Fine-tuning Token Classification with custom entities: "UndefinedMetricWarning: Precision and F-score are ill-defined"

Hello :slight_smile:

I’m attempting to fine-tune distilbert-base-uncased model for token classification with custom entities. The dataset has the annotated tags in IOB-format.

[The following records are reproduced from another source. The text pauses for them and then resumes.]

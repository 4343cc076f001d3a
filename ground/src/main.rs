mod client;

use clap::{Parser, Subcommand};
use client::GatewayClient;
use skyhop_shared::{defaults, Action, Request};
use std::process::ExitCode;
use std::time::Duration;
use tracing_subscriber::{fmt, prelude::*, EnvFilter};

/// Send one command to a skyhop controller
#[derive(Parser, Debug)]
#[command(name = "skyhop-ground", version, about)]
struct Cli {
    /// Controller gateway address
    #[arg(long, env = "SKYHOP_GATEWAY", default_value = defaults::GATEWAY_CLIENT_ADDRESS)]
    gateway: String,

    /// How long to wait for the controller, in milliseconds
    #[arg(long, default_value_t = 60_000)]
    timeout_ms: u64,

    #[command(subcommand)]
    command: GroundCommand,
}

#[derive(Subcommand, Debug, Clone, PartialEq, Eq)]
enum GroundCommand {
    /// Connect the controller to the drone
    Connect,
    /// Read the battery level
    Battery,
    Takeoff,
    Land,
    /// Move in a direction (forward, back, left, right, up, down)
    Move {
        direction: Option<String>,
        /// Distance in centimeters
        #[arg(long, allow_hyphen_values = true)]
        distance: Option<i32>,
    },
    /// Rotate clockwise
    Rotate {
        /// Angle in degrees
        #[arg(long, allow_hyphen_values = true)]
        angle: Option<i32>,
    },
    /// End the drone connection
    Disconnect,
    /// Show the controller's session state
    Status,
}

impl GroundCommand {
    /// Build the request; the client assigns the id
    fn into_request(self) -> Request {
        match self {
            GroundCommand::Connect => Request::new(0, Action::Connect),
            GroundCommand::Battery => Request::new(0, Action::Battery),
            GroundCommand::Takeoff => Request::new(0, Action::Takeoff),
            GroundCommand::Land => Request::new(0, Action::Land),
            GroundCommand::Move {
                direction,
                distance,
            } => Request::movement(0, direction, distance),
            GroundCommand::Rotate { angle } => Request::rotation(0, angle),
            GroundCommand::Disconnect => Request::new(0, Action::Disconnect),
            GroundCommand::Status => Request::new(0, Action::Status),
        }
    }
}

#[tokio::main]
async fn main() -> anyhow::Result<ExitCode> {
    tracing_subscriber::registry()
        .with(fmt::layer().with_writer(std::io::stderr))
        .with(EnvFilter::from_default_env().add_directive(tracing::Level::WARN.into()))
        .init();

    let cli = Cli::parse();

    let mut client =
        GatewayClient::connect(&cli.gateway, Duration::from_millis(cli.timeout_ms)).await?;
    let response = client.request(cli.command.into_request()).await?;

    println!("{}", response.message);
    if let Some(percent) = response.battery_percent {
        println!("  battery: {}%", percent);
    }
    println!(
        "  session: {} ({}ms)",
        if response.connected { "connected" } else { "disconnected" },
        response.processing_time_ms
    );

    Ok(if response.is_success() {
        ExitCode::SUCCESS
    } else {
        ExitCode::FAILURE
    })
}
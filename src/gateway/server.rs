//! TCP API gateway
//!
//! Accepts ground-station connections, decodes framed [`Request`]s, runs them
//! against the session and writes back framed [`Response`]s.

use crate::link::VehicleLink;
use crate::session::SessionHandle;
use anyhow::{anyhow, Result};
use skyhop_shared::{
    codec::{self, FrameDecoder},
    defaults, Request,
};
use std::net::SocketAddr;
use tokio::io::{AsyncReadExt, AsyncWriteExt};
use tokio::net::{TcpListener, TcpStream};
use tracing::{debug, error, info, warn};

/// Configuration for the API gateway
#[derive(Debug, Clone)]
pub struct GatewayConfig {
    /// Address the gateway listens on
    pub listen_address: String,
}

impl Default for GatewayConfig {
    fn default() -> Self {
        Self {
            listen_address: defaults::GATEWAY_ADDRESS.into(),
        }
    }
}

/// Network front end of the session
pub struct Gateway<L> {
    listener: TcpListener,
    session: SessionHandle<L>,
}

impl<L: VehicleLink + 'static> Gateway<L> {
    /// Bind the listener; requests are served once [`Gateway::run`] is called
    pub async fn bind(config: &GatewayConfig, session: SessionHandle<L>) -> Result<Self> {
        let listener = TcpListener::bind(&config.listen_address).await?;
        info!("[GATEWAY] Listening on {}", listener.local_addr()?);

        Ok(Self { listener, session })
    }

    pub fn local_addr(&self) -> Result<SocketAddr> {
        Ok(self.listener.local_addr()?)
    }

    /// Accept clients until the listener fails
    pub async fn run(self) -> Result<()> {
        loop {
            let (socket, addr) = self.listener.accept().await?;
            info!("[GATEWAY] Client connected: {}", addr);

            let session = self.session.clone();
            tokio::spawn(async move {
                match serve_client(socket, addr, session).await {
                    Ok(()) => info!("[GATEWAY] Client disconnected: {}", addr),
                    Err(e) => warn!("[GATEWAY] Dropping client {}: {}", addr, e),
                }
            });
        }
    }
}

/// Serve every request one client sends until it hangs up
async fn serve_client<L: VehicleLink + 'static>(
    mut socket: TcpStream,
    addr: SocketAddr,
    session: SessionHandle<L>,
) -> Result<()> {
    let mut decoder = FrameDecoder::new();
    let mut buf = vec![0u8; 4096];

    loop {
        let n = socket.read(&mut buf).await?;
        if n == 0 {
            if decoder.pending_len() > 0 {
                return Err(anyhow!("connection closed mid-frame"));
            }
            return Ok(());
        }
        decoder.extend(&buf[..n]);

        // Process all complete frames
        while let Some(request) = decoder.decode_next::<Request>()? {
            debug!(
                "[GATEWAY] {} -> request id={} action={:?}",
                addr,
                request.request_id,
                request.action()
            );

            let response = session.execute(&request).await;
            let encoded = match codec::encode(&response) {
                Ok(encoded) => encoded,
                Err(e) => {
                    error!("[GATEWAY] Failed to encode response {}: {}", request.request_id, e);
                    return Err(e.into());
                }
            };
            socket.write_all(&encoded).await?;
        }
    }
}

I imported and created a huggingface DatasetDict following the documentation and obtained this:

DatasetDict({
    train: Dataset({
        features: ['id', 'tokens', 'ner_tags'],
        num_rows: 100
    })
    test: Dataset({
        features: ['id', 'tokens', 'ner_tags'],
        num_rows: 431
    })
    dev: Dataset({
        features: ['id', 'tokens', 'ner_tags'],
        num_rows: 350
    })
})

Each dataset Features is defined as below:

Features({
'id': Value(dtype='int32', id=None),
'tokens': Sequence(feature=Value(dtype='string', id=None), id=None),
'ner_tags': Sequence(feature=ClassLabel(num_classes=ner_tags_num_classes, 
names=ner_tags_names, id=None), id=None)
})

And ner tags mapping is the following:

{0: 'O', 1: 'B-product', 2: 'I-product', 3: 'B-field', 4: 'I-field', 
5: 'B-task', 6: 'I-task', 7: 'B-researcher', 8: 'I-researcher', 9: 'B-university', 
10: 'B-programlang', 11: 'B-algorithm', 12: 'I-algorithm', 13: 'B-misc', 14: 'I-misc', 
15: 'I-university', 16: 'B-metrics', 17: 'B-organisation', 18: 'I-organisation', 19: 'I-metrics', 
20: 'B-conference', 21: 'I-conference', 22: 'B-country', 23: 'I-programlang', 24: 'B-location', 
25: 'B-person', 26: 'I-person', 27: 'I-country', 28: 'I-location'}

I followed this tutorial for every step.
However, when it comes to compute the metric by using seqeval on the test set, this is the output that I get:

/opt/conda/lib/python3.7/site-packages/seqeval/metrics/v1.py:57: UndefinedMetricWarning: Precision and F-score are ill-defined and being set to 0.0 in labels with no predicted samples. 
Use `zero_division` parameter to control this behavior.
  _warn_prf(average, modifier, msg_start, len(result))
{'algorithm': {'precision': 0.0, 'recall': 0.0, 'f1': 0.0, 'number': 191},
 'conference': {'precision': 0.0, 'recall': 0.0, 'f1': 0.0, 'number': 391},
 'country': {'precision': 0.0, 'recall': 0.0, 'f1': 0.0, 'number': 57},
 'field': {'precision': 0.0, 'recall': 0.0, 'f1': 0.0, 'number': 93},
 'location': {'precision': 0.0, 'recall': 0.0, 'f1': 0.0, 'number': 412},
 'metrics': {'precision': 0.0, 'recall': 0.0, 'f1': 0.0, 'number': 521},
 'misc': {'precision': 0.0, 'recall': 0.0, 'f1': 0.0, 'number': 181},
 'organisation': {'precision': 0.0, 'recall': 0.0, 'f1': 0.0, 'number': 67},
 'person': {'precision': 0.0, 'recall': 0.0, 'f1': 0.0, 'number': 219},
 'product': {'precision': 0.0, 'recall': 0.0, 'f1': 0.0, 'number': 177},
 'programlang': {'precision': 0.0, 'recall': 0.0, 'f1': 0.0, 'number': 201},
 'researcher': {'precision': 0.0, 'recall': 0.0, 'f1': 0.0, 'number': 207},
 'task': {'precision': 0.0, 'recall': 0.0, 'f1': 0.0, 'number': 44},
 'university': {'precision': 0.0, 'recall': 0.0, 'f1': 0.0, 'number': 183},
 'overall_precision': 0.0,
 'overall_recall': 0.0,
 'overall_f1': 0.0,
 'overall_accuracy': 0.6539285236246821}

I have absolutely no idea how to solve this problem.

  • Is the model performing so bad that I get ill-defined precision and f-score?
  • Did I have commit some error when I created the dataset?
  • Do I have to look at the fine-tuning part of the code or only the evaluation part?
  • Is there another way to evaluate the model using a test set which is a tensorflow dataset?